> ABOUT THIS EXERCISE: Among the entries, which lines carry the string "piped"? Copy every one.

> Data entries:
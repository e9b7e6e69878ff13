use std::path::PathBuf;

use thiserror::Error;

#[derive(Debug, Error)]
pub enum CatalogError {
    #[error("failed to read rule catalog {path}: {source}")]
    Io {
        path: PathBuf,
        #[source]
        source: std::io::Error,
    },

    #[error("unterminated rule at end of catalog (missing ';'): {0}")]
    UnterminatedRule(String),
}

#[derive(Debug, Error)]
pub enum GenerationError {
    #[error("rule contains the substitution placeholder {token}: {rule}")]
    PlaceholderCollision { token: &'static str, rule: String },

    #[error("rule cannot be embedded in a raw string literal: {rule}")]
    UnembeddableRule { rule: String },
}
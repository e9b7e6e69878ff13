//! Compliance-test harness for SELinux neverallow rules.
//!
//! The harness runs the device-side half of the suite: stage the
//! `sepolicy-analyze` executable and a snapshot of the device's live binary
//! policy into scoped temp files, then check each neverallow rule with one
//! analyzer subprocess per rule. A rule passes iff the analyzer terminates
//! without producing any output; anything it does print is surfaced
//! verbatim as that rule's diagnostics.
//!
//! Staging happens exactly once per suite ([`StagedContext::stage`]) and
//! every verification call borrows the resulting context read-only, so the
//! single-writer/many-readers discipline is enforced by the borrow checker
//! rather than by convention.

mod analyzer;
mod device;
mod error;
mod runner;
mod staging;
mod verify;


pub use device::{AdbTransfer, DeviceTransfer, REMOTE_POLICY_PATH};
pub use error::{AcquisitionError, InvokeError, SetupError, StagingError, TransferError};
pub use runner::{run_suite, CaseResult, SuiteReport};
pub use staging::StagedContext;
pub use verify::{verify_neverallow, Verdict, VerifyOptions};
* * *
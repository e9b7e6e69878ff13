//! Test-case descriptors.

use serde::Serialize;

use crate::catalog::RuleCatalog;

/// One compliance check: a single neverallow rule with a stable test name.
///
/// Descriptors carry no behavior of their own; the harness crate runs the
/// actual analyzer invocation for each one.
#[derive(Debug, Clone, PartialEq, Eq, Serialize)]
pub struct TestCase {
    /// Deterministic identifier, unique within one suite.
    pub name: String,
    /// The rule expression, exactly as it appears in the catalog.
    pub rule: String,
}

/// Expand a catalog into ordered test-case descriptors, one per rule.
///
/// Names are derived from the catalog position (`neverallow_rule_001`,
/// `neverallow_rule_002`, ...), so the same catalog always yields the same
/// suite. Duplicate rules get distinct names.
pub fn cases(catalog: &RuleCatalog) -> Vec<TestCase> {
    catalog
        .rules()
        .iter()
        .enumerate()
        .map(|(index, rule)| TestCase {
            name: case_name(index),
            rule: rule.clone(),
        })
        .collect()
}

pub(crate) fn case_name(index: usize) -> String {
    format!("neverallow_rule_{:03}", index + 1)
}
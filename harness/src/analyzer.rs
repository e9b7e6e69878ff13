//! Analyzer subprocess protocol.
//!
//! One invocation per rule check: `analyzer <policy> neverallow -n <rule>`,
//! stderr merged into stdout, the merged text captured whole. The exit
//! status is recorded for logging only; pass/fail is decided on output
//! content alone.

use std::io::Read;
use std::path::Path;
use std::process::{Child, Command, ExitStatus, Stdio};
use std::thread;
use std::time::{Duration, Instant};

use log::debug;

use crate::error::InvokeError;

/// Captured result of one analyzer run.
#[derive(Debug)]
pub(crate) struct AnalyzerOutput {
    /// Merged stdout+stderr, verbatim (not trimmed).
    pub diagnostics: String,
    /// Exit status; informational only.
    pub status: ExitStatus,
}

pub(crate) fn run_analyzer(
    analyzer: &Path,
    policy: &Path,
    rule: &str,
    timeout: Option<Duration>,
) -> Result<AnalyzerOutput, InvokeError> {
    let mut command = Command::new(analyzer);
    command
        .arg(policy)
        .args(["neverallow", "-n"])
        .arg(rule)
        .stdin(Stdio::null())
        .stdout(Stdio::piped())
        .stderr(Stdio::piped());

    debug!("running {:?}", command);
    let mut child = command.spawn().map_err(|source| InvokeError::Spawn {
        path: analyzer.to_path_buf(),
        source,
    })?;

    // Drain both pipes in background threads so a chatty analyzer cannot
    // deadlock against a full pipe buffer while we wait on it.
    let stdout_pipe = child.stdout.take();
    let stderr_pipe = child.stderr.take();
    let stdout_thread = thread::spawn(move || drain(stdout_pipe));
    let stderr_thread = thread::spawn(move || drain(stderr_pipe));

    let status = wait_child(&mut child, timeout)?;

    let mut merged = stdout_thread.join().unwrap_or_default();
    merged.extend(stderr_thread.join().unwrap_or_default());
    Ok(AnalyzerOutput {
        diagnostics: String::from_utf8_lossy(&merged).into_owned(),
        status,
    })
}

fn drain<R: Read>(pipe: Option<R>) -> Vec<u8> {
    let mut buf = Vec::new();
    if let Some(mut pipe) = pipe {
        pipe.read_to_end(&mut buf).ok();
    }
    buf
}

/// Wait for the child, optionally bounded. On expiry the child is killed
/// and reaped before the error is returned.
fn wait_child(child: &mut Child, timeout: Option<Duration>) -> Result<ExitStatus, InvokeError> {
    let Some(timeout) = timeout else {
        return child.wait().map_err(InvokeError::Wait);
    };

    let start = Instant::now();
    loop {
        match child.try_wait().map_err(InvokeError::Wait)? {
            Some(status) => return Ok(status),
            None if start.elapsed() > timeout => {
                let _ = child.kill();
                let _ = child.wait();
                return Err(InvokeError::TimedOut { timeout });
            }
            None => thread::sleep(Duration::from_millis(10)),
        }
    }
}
...
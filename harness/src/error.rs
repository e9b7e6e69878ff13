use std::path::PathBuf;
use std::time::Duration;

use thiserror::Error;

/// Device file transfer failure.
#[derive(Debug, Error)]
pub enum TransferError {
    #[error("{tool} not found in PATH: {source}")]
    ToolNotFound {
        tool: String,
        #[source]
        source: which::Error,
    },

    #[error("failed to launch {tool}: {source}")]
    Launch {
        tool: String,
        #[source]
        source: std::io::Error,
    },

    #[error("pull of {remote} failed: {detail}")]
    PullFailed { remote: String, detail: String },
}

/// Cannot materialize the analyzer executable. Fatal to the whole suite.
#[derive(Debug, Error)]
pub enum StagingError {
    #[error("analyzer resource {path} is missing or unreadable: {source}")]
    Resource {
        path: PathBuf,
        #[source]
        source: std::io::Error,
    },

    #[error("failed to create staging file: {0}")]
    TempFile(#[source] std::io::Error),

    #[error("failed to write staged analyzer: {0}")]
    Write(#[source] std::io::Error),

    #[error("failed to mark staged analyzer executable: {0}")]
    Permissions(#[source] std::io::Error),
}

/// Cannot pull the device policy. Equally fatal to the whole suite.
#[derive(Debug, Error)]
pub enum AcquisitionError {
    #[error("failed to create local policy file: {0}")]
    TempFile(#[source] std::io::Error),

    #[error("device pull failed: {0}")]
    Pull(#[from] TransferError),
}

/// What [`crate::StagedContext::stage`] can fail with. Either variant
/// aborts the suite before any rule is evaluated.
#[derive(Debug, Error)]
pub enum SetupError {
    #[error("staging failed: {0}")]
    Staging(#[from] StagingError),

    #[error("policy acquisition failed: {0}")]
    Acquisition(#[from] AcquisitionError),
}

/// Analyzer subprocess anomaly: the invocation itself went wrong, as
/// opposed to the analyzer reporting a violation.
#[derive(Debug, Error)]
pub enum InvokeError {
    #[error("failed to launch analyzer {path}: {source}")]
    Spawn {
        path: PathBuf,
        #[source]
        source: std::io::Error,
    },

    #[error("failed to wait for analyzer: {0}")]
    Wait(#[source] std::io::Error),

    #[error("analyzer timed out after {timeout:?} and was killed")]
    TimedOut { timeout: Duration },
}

> ANSWER SECTION:
        .stdout(Stdio::piped())
        .stderr(Stdio::piped());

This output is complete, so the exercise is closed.